Het is tijdens die zweterige momenten waarin je heen en weer ligt te woelen, en het lijkt alsof je de magere tijd die je nog rest wanhopig tracht om te ploegen tot iets zachters, iets beters, dat je tot bepaalde inzichten komt. Slaap is als een onzichtbare sluier. Ongrijpbaar, vluchtig, soms verstikkend en wanneer je er jezelf kost wat kost in wil verdrinken immer onvindbaar. Klaas Vaak is een klootzak. Een saddist. Bij deze zweer ik plechtig dat ik, als ik hem ooit te pakken krijg, zijn testikelen in een dubbele padvindersknoop door zijn rectum haal om vervolgens zijn neus te verenigen met zijn alvliesklier en tenslotte zijn uitgetelde lijf naakt te voeren aan een horde uitgehongerde aasgieren. Het leven is als een klok, bedacht ik me, we dwepen, net zoals wijzers hun gekmakende rondedans tot in de eeuwigheid lijken uit te voeren. We tikken, diep vanbinnen, soms snel, soms traag. Elke tik een tik minder voordat het tikken eindelijk ophoudt en de borst een grot van stilte wordt. Koud en rustig, dodelijke echo. En als het veertje rond is, zullen tranen vloeien, dat hopen we, maar ze zullen neerregenen op de grond. Het veertje blijft op zijn einde.
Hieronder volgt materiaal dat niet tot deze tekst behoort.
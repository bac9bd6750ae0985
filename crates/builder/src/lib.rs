#![deny(clippy::pedantic, unsafe_code)]
#![allow(clippy::module_name_repetitions)]
//! Recipe lifecycle orchestration for cpkg
//!
//! This crate takes a declarative recipe through source acquisition,
//! patching, dependency descriptor generation, configure, compile,
//! packaging and metadata export. Cloning and the build tool are reached
//! through the [`SourceFetcher`] and [`BuildSystem`] ports.

mod build_systems;
mod core;
mod fetch;
mod generators;
mod metadata;
mod package_id;
mod packaging;
mod patch;
pub mod recipe;
mod stages;
mod utils;

pub use build_systems::{
    configure_definitions, BuildCommandResult, BuildSystem, BuildSystemContext, CMakeBuildSystem,
    Definitions,
};
pub use core::builder::{BuildRequest, Builder};
pub use core::config::BuildConfig;
pub use core::context::BuildContext;
pub use core::workspace::{PackageLocation, StagedPackage, Workspace};
pub use fetch::{project_name, GitFetcher, SourceFetcher};
pub use generators::{render_build_info, render_find_module, write_generators, BUILD_INFO_FILE};
pub use metadata::{package_info, read_package_info, write_package_info};
pub use package_id::compute_package_id;
pub use packaging::{package_layout, verify_linkage, CopyRule, PackageRoots, PackagedFiles, RuleRoot};
pub use patch::{apply_patch, patch_text, PatchOutcome, TextPatch};
pub use recipe::{
    builtin, parse_yaml_recipe, parse_yaml_recipe_from_string, validate_recipe, RecipeSpec,
    BUILTIN_RECIPES,
};
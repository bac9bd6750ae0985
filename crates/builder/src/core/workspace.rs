//! Directory layout of one invocation and of its published package

use cpkg_errors::Error;
use cpkg_types::PackageReference;
use std::path::{Path, PathBuf};
use tempfile::TempDir;

/// Per-invocation work directory holding the source and build trees
#[derive(Clone, Debug)]
pub struct Workspace {
    root: PathBuf,
}

impl Workspace {
    pub fn new(root: impl Into<PathBuf>) -> Self {
        Self { root: root.into() }
    }

    #[must_use]
    pub fn root(&self) -> &Path {
        &self.root
    }

    /// Parent of the cloned source tree
    #[must_use]
    pub fn source_root(&self) -> PathBuf {
        self.root.join("source")
    }

    /// Out-of-source build tree
    #[must_use]
    pub fn build_dir(&self) -> PathBuf {
        self.root.join("build")
    }

    /// Create the source and build directories
    ///
    /// # Errors
    ///
    /// Returns an error if a directory cannot be created.
    pub async fn prepare(&self) -> Result<(), Error> {
        for dir in [self.source_root(), self.build_dir()] {
            tokio::fs::create_dir_all(&dir)
                .await
                .map_err(|e| Error::io_with_path(&e, &dir))?;
        }
        Ok(())
    }
}

/// Location of one binary package in the cache
///
/// `<cache>/<name>/<version>/<package-id>/` holds the `package/` layout and
/// the `package_info.json` metadata next to it.
#[derive(Clone, Debug, PartialEq, Eq)]
pub struct PackageLocation {
    root: PathBuf,
}

impl PackageLocation {
    #[must_use]
    pub fn new(cache_dir: &Path, reference: &PackageReference, package_id: &str) -> Self {
        Self {
            root: cache_dir
                .join(&reference.name)
                .join(&reference.version)
                .join(package_id),
        }
    }

    #[must_use]
    pub fn root(&self) -> &Path {
        &self.root
    }

    /// Package layout (`include/`, `lib/`)
    #[must_use]
    pub fn package_dir(&self) -> PathBuf {
        self.root.join("package")
    }

    /// Consumer metadata file
    #[must_use]
    pub fn metadata_path(&self) -> PathBuf {
        self.root.join("package_info.json")
    }

    /// Open a staging directory next to this location
    ///
    /// Nothing appears at [`root`](Self::root) until the returned
    /// [`StagedPackage`] is committed. Dropping it uncommitted removes
    /// everything written so far.
    ///
    /// # Errors
    ///
    /// Returns an error if the version directory or the staging directory
    /// cannot be created.
    pub fn stage(&self) -> Result<StagedPackage, Error> {
        let parent = self
            .root
            .parent()
            .ok_or_else(|| Error::internal(format!("{} has no parent", self.root.display())))?;
        std::fs::create_dir_all(parent).map_err(|e| Error::io_with_path(&e, parent))?;

        let dir = tempfile::Builder::new()
            .prefix(".staging-")
            .tempdir_in(parent)
            .map_err(|e| Error::io_with_path(&e, parent))?;
        let staging = PackageLocation {
            root: dir.path().to_path_buf(),
        };

        Ok(StagedPackage {
            dir,
            staging,
            target: self.clone(),
        })
    }
}

/// A package being assembled outside the cache's visible paths
#[derive(Debug)]
pub struct StagedPackage {
    dir: TempDir,
    staging: PackageLocation,
    target: PackageLocation,
}

impl StagedPackage {
    /// Where the stages write the layout and metadata
    #[must_use]
    pub fn location(&self) -> &PackageLocation {
        &self.staging
    }

    /// Move the staged package to its final location
    ///
    /// A package already published at the target is replaced.
    ///
    /// # Errors
    ///
    /// Returns an error if the previous package cannot be moved aside or the
    /// staged one cannot be renamed into place.
    pub fn commit(self) -> Result<PackageLocation, Error> {
        let target = self.target.root();
        let parent = self.dir.path().parent().unwrap_or(target);

        // Keep the replaced package until the new one is in place
        let previous = if target.exists() {
            let aside = tempfile::Builder::new()
                .prefix(".replaced-")
                .tempdir_in(parent)
                .map_err(|e| Error::io_with_path(&e, parent))?;
            let old = aside.path().join("package");
            std::fs::rename(target, &old).map_err(|e| Error::io_with_path(&e, target))?;
            Some((aside, old))
        } else {
            None
        };

        if let Err(e) = std::fs::rename(self.dir.path(), target) {
            if let Some((_, old)) = &previous {
                let _ = std::fs::rename(old, target);
            }
            return Err(Error::io_with_path(&e, target));
        }

        // `previous` and `self.dir` clean up on drop
        Ok(self.target)
    }
}
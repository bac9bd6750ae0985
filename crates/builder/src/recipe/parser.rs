//! YAML recipe parser with validation

use super::model::RecipeSpec;
use cpkg_errors::{BuildError, Error};
use std::collections::HashSet;
use std::path::{Component, Path};

/// Parse a YAML recipe from a file
///
/// # Errors
///
/// Returns an error if:
/// - The file cannot be read
/// - The YAML is invalid
/// - Required fields are missing
/// - Validation fails
pub async fn parse_yaml_recipe(path: &Path) -> Result<RecipeSpec, Error> {
    let content = tokio::fs::read_to_string(path)
        .await
        .map_err(|e| BuildError::RecipeError {
            message: format!("failed to read recipe {}: {e}", path.display()),
        })?;

    parse_yaml_recipe_from_string(&content)
}

/// Parse a YAML recipe from a string
///
/// # Errors
///
/// Returns an error if the YAML is invalid or validation fails.
pub fn parse_yaml_recipe_from_string(content: &str) -> Result<RecipeSpec, Error> {
    let recipe: RecipeSpec = serde_yml::from_str(content).map_err(|e| BuildError::RecipeError {
        message: format!("failed to parse YAML: {e}"),
    })?;

    validate_recipe(&recipe)?;

    Ok(recipe)
}

fn recipe_error(message: impl Into<String>) -> Error {
    BuildError::RecipeError {
        message: message.into(),
    }
    .into()
}

/// Validate a recipe
///
/// # Errors
///
/// Returns `BuildError::RecipeError` describing the first problem found.
pub fn validate_recipe(recipe: &RecipeSpec) -> Result<(), Error> {
    // Validate metadata
    let metadata = &recipe.metadata;
    for (field, value) in [
        ("metadata.name", &metadata.name),
        ("metadata.version", &metadata.version),
        ("metadata.license", &metadata.license),
        ("metadata.homepage", &metadata.homepage),
    ] {
        if value.trim().is_empty() {
            return Err(recipe_error(format!("{field} cannot be empty")));
        }
    }
    // Identity must round-trip through a reference
    cpkg_types::PackageReference::parse(&recipe.reference().to_string())
        .map_err(|e| recipe_error(e.to_string()))?;

    let mut seen = HashSet::new();
    for requirement in &recipe.requires {
        if !seen.insert(requirement.name.as_str()) {
            return Err(recipe_error(format!(
                "requirement {} declared more than once",
                requirement.name
            )));
        }
    }

    for patch in &recipe.patches {
        if patch.anchor.is_empty() || patch.anchor.contains('\n') {
            return Err(recipe_error(format!(
                "patch for {} needs a single-line, non-empty anchor",
                patch.file.display()
            )));
        }
        if patch.insert.is_empty() {
            return Err(recipe_error(format!(
                "patch for {} inserts nothing",
                patch.file.display()
            )));
        }
        if patch
            .file
            .components()
            .any(|c| !matches!(c, Component::Normal(_) | Component::CurDir))
        {
            return Err(recipe_error(format!(
                "patch target {} must be relative to the source tree",
                patch.file.display()
            )));
        }
    }

    for rule in &recipe.package {
        rule.validate()?;
    }

    if recipe.linkage.packaged_libs().next().is_none() {
        return Err(recipe_error("linkage needs at least one packaged library"));
    }

    Ok(())
}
Daarstraks zat ik op de trein. Een misdaad is dat niet. Ik droeg sandalen. Ook daarvoor bestaat een wettelijk kader. Schuin tegenover mij zat een type dat eveneens uitgerust was met dito schoeisel. Voor hem gold uiteraard ook deze ongeschreven wet. In deze sandalen zaten zijn voeten, dewelke waren verpakt in een stel witte sokken. Hierop staat onverwijld de doodstraf. Of, nog beter, een levenslange detentiestraf in de ertsmijnen van Siberië. Waarom heeft het Lijst Dedecker hierover niets in haar programma genoltuleerd staan? Kan je Dedecker in zijn vrije tijd soms ook betrappen in het abominabele huwelijk van sandalen-witte sokken? De man in kwestie was verder nog voorzien van een lange witte baard die als een pluk gebruikte watten aan zijn kin hing te bengelen. Alsof ze niet echt was. Hij ging getooid in een authentieke herderstenue en ja, bovenin in het bagagerek had hij zijn mahoniehouten herderstaf te ruste gelegd.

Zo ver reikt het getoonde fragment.